#### Required work:
Answer with a single number, the count of lines in the material below that contain the word "bool".

#### Available records:
---

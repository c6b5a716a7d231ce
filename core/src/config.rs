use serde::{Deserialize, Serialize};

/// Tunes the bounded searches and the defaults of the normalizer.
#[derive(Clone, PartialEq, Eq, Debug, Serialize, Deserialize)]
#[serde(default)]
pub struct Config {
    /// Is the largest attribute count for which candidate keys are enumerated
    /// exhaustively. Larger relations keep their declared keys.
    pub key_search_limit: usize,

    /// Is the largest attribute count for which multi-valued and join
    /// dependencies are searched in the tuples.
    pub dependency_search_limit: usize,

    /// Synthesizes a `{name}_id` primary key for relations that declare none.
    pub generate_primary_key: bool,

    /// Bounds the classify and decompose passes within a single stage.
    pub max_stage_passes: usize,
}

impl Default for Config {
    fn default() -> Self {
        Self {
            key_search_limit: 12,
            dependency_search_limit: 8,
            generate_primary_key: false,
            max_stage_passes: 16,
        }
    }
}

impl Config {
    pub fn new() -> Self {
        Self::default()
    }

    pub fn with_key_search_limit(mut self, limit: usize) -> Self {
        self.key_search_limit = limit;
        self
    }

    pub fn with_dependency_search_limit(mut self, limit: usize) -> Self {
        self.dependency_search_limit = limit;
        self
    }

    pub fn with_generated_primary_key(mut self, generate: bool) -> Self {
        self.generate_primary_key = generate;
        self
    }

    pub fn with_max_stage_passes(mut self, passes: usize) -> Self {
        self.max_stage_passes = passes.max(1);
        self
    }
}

---

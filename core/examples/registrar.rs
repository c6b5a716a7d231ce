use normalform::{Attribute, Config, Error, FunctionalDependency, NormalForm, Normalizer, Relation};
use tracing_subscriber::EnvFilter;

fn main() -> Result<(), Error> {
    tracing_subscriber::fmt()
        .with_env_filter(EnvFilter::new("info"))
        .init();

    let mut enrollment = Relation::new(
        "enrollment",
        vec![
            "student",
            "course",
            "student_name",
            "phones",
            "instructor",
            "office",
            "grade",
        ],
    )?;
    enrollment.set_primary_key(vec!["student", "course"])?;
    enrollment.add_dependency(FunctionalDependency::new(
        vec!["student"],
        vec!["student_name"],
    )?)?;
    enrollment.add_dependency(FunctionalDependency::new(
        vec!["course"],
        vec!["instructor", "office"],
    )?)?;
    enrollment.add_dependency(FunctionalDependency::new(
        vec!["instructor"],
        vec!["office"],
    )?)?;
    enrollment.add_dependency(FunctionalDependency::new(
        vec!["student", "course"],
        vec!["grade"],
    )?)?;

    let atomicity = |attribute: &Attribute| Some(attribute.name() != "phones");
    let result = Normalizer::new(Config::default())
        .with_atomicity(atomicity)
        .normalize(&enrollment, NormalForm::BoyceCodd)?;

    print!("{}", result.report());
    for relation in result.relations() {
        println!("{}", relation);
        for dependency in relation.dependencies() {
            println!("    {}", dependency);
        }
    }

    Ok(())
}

---

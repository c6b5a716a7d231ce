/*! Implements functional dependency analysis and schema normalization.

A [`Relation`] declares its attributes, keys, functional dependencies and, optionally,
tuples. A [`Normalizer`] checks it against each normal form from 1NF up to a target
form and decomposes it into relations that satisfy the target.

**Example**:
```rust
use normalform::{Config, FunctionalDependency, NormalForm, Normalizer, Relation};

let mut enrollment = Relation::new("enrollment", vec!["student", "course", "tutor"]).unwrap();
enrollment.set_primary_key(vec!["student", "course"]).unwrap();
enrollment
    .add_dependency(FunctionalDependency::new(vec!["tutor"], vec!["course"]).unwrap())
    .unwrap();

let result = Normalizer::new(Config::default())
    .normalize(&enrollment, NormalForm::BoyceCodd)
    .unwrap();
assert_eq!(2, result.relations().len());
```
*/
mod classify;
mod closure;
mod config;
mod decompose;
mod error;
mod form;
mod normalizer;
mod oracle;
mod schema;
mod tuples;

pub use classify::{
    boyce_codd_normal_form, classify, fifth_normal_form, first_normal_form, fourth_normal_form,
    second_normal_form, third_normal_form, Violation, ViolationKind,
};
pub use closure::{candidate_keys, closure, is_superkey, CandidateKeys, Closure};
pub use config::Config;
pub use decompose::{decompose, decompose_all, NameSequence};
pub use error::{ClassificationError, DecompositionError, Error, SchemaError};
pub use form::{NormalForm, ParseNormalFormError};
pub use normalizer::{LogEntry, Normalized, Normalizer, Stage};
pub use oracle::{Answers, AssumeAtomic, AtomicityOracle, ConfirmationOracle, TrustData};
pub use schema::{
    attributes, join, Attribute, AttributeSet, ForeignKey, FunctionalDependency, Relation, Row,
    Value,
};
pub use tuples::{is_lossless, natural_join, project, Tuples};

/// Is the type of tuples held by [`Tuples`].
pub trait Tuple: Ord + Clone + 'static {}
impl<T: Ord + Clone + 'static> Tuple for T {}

---

#### Result for this task:
2